■ TASK GOAL
After locating the line that contains "filename src/main.rs" in the records below, write out exactly that line and each line after it through the one that contains "tracing_subscriber::fmt()", and nothing else.
Top of MATERIAL TO PROCESS
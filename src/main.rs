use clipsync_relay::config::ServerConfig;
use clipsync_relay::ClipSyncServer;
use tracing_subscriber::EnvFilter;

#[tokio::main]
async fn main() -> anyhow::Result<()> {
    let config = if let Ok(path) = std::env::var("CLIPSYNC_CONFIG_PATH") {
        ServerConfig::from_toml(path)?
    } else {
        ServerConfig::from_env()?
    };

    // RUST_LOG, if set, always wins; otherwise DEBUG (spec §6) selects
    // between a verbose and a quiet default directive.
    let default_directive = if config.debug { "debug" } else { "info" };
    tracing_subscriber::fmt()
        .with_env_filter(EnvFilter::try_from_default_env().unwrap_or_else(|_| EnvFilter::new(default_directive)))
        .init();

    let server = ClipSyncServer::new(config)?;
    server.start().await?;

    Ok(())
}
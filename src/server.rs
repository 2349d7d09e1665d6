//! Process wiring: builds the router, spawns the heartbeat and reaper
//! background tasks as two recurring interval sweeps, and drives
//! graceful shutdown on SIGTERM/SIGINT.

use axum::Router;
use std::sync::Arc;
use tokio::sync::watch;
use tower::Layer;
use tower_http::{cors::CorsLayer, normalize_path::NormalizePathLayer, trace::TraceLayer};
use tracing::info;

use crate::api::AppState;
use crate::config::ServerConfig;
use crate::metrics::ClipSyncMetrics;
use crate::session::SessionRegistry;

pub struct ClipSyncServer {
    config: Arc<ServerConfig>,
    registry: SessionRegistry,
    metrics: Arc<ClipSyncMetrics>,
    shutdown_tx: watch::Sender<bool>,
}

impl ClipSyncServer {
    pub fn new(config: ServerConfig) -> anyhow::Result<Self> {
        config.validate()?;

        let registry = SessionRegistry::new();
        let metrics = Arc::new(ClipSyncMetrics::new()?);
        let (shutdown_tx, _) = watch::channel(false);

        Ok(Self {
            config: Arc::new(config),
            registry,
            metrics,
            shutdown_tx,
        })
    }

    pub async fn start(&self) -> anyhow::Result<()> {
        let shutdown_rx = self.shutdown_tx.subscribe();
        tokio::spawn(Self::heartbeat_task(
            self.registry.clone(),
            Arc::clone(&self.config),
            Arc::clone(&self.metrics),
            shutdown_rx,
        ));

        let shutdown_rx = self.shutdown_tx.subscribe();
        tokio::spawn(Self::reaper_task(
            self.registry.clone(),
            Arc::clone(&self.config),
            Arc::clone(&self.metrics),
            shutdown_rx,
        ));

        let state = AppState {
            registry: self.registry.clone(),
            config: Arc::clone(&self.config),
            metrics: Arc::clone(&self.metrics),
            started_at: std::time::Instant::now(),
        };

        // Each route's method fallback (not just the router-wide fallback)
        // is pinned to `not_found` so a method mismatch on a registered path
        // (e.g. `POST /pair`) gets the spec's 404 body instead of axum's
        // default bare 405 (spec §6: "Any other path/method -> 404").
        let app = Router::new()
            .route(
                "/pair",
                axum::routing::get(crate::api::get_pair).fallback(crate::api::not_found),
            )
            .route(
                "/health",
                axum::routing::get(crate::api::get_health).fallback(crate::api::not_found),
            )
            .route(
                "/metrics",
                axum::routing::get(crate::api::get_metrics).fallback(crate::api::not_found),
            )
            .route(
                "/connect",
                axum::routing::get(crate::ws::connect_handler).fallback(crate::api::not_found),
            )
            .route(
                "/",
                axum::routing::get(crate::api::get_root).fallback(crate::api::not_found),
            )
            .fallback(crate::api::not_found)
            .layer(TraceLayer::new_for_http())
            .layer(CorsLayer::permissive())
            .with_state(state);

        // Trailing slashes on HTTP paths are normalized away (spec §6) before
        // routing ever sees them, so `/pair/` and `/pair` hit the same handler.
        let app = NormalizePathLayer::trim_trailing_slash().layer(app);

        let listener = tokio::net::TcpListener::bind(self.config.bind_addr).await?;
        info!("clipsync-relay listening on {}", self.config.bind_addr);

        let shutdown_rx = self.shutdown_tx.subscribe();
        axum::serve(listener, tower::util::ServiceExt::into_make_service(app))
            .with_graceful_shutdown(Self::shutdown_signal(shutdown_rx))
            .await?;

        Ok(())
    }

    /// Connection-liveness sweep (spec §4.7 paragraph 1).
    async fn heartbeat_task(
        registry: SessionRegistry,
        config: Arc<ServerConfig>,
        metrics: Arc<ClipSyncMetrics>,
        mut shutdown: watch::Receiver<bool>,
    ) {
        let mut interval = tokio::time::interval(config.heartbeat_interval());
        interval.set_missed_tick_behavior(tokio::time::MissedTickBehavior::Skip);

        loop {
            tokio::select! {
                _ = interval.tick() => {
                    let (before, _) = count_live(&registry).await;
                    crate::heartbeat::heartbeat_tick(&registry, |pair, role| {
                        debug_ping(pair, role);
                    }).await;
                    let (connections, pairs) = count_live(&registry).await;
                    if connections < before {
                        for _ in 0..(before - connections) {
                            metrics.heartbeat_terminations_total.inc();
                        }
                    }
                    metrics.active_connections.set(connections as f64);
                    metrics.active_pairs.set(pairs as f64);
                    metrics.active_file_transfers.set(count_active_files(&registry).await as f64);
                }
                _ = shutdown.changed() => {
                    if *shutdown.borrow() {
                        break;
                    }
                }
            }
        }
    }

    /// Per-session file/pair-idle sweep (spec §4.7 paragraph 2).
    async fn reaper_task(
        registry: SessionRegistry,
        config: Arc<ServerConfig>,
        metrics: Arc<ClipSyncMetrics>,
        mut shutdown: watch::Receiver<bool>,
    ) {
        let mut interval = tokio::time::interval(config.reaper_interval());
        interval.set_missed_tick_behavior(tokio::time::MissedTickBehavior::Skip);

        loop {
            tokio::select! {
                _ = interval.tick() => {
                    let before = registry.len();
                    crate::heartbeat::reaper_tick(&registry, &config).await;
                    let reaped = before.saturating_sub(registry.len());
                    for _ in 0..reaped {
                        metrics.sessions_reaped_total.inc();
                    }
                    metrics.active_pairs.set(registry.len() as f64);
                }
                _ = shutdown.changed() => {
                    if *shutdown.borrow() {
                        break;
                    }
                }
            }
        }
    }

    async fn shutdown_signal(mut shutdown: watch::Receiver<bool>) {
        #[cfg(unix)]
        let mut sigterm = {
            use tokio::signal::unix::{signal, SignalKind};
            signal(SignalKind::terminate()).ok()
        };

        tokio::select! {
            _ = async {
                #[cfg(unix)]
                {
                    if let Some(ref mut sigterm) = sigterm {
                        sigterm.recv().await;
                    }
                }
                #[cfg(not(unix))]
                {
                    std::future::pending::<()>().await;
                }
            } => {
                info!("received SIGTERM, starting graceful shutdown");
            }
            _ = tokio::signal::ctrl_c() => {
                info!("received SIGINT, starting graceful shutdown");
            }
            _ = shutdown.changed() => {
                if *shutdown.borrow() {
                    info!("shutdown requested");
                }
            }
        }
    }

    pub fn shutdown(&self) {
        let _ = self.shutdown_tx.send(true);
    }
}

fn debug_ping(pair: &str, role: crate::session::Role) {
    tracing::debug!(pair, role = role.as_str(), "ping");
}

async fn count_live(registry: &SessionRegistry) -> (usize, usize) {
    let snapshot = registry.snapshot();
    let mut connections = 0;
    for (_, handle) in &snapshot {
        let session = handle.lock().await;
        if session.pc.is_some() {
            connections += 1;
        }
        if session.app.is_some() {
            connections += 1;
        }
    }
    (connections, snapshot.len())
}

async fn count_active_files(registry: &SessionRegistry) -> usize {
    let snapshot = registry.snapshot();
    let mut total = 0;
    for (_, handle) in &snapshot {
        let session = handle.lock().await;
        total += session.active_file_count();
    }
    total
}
Bottom of MATERIAL TO PROCESS
Top of MATERIAL TO PROCESS
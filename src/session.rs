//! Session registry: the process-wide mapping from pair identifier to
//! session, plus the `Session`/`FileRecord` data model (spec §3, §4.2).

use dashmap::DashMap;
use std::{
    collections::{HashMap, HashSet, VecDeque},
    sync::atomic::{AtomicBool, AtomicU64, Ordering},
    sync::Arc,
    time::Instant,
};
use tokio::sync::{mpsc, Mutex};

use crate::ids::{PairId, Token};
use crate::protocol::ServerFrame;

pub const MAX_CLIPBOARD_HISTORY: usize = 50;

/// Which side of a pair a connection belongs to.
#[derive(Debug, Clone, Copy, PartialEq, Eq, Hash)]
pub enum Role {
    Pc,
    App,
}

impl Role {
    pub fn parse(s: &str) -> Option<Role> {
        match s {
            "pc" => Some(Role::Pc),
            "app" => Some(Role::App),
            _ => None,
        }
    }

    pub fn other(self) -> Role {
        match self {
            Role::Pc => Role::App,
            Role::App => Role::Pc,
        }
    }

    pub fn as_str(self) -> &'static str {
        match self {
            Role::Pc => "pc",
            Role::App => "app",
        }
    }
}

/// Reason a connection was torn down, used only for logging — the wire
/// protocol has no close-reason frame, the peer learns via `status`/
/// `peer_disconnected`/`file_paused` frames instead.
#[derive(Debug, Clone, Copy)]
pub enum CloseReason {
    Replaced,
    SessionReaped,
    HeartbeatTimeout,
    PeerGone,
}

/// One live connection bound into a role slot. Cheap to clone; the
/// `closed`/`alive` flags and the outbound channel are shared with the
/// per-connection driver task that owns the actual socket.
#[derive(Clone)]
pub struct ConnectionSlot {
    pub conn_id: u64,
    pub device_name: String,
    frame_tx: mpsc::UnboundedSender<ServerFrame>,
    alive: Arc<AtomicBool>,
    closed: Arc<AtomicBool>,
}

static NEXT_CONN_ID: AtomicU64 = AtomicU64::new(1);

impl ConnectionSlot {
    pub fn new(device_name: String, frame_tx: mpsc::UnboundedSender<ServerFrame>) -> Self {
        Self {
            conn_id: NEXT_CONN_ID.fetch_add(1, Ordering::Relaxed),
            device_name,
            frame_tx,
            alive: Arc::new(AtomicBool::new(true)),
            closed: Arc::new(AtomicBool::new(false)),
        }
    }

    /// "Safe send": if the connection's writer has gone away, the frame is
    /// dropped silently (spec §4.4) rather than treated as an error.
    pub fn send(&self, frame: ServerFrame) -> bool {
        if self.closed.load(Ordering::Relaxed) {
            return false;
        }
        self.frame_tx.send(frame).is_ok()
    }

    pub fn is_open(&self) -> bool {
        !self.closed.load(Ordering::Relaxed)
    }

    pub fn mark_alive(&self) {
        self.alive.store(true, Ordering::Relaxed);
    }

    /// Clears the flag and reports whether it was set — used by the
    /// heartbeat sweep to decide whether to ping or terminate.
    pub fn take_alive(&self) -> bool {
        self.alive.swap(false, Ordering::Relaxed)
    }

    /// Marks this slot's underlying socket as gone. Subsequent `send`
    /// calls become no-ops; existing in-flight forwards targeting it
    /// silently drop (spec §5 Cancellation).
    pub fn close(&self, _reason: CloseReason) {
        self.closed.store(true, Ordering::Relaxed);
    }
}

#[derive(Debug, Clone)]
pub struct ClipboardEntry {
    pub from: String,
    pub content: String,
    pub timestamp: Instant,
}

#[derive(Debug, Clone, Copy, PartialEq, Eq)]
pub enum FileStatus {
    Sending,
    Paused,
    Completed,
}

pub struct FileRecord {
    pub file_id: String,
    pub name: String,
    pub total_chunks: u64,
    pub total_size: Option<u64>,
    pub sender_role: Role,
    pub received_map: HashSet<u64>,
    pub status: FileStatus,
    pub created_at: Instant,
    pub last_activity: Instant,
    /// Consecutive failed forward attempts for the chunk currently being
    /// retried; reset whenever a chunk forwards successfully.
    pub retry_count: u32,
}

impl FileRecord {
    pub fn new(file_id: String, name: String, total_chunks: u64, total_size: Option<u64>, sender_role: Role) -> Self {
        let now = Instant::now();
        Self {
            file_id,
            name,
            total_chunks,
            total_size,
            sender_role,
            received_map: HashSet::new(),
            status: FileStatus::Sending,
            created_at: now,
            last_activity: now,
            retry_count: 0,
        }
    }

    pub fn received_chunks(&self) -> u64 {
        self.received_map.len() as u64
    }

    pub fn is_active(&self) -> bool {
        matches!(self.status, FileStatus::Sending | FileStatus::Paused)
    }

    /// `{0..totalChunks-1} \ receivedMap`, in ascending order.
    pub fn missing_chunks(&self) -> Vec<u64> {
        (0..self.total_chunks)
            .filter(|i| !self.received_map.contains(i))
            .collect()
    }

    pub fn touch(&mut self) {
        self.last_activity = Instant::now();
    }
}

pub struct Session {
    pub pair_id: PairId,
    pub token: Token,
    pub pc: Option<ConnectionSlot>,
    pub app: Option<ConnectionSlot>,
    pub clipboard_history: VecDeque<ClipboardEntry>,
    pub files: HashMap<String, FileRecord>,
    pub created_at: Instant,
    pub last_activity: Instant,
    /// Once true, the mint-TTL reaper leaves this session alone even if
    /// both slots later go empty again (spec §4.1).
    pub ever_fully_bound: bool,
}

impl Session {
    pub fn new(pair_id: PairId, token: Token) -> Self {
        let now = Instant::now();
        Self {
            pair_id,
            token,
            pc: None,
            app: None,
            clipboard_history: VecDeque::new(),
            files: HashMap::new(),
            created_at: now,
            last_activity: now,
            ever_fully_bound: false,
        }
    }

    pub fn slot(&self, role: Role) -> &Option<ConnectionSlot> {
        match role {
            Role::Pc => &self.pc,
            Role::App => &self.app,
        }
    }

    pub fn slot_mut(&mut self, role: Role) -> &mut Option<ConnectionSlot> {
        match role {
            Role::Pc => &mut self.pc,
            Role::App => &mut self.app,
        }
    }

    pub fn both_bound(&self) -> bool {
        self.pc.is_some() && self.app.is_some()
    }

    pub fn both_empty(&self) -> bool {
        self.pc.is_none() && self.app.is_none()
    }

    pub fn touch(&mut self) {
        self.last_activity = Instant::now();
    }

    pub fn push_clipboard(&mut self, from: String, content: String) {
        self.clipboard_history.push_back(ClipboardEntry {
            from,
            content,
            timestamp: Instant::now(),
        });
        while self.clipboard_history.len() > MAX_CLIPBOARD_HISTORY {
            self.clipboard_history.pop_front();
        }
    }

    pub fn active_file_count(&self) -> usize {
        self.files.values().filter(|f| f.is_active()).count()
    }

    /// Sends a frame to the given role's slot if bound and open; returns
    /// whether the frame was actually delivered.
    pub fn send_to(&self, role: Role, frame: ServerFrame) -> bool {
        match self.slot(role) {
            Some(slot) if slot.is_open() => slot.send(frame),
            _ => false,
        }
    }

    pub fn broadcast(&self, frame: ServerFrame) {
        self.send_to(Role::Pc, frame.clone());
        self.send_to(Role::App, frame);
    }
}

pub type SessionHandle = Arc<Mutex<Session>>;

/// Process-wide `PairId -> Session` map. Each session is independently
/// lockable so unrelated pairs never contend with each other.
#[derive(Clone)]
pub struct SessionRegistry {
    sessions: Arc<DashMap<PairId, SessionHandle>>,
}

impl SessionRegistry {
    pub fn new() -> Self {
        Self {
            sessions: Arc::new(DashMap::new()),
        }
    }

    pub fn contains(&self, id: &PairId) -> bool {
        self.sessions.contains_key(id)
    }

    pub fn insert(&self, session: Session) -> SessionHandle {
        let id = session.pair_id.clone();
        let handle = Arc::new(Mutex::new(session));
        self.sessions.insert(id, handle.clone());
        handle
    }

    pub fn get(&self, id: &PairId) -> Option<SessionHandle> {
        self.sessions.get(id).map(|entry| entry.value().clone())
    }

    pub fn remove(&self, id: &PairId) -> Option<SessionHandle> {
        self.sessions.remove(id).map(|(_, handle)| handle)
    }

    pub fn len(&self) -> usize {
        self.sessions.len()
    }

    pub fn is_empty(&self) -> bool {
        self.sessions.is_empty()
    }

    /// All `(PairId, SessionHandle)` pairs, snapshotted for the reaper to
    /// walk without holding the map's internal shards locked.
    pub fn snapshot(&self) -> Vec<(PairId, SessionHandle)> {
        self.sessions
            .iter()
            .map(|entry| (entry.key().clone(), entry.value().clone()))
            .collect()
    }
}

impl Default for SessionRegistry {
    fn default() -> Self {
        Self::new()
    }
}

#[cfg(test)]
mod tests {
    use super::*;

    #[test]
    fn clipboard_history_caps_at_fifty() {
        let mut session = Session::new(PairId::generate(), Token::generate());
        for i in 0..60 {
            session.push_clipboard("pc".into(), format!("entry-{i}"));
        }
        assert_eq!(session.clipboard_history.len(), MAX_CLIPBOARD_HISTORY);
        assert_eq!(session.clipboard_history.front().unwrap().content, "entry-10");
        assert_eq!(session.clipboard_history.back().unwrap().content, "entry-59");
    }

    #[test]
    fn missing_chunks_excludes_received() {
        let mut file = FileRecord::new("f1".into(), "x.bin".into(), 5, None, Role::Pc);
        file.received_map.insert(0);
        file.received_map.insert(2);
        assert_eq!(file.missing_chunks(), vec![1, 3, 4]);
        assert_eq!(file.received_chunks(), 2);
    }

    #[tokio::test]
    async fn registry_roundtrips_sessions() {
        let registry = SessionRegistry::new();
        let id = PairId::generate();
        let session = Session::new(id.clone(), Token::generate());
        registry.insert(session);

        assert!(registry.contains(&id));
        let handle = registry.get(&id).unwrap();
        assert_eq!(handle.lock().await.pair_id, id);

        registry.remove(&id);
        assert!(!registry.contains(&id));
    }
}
Bottom of MATERIAL TO PROCESS
■ OUTPUT BELOW
filename src/main.rs
use clipsync_relay::config::ServerConfig;
use clipsync_relay::ClipSyncServer;
use tracing_subscriber::EnvFilter;

#[tokio::main]
async fn main() -> anyhow::Result<()> {
    let config = if let Ok(path) = std::env::var("CLIPSYNC_CONFIG_PATH") {
        ServerConfig::from_toml(path)?
    } else {
        ServerConfig::from_env()?
    };

    // RUST_LOG, if set, always wins; otherwise DEBUG (spec §6) selects
    // between a verbose and a quiet default directive.
    let default_directive = if config.debug { "debug" } else { "info" };
    tracing_subscriber::fmt()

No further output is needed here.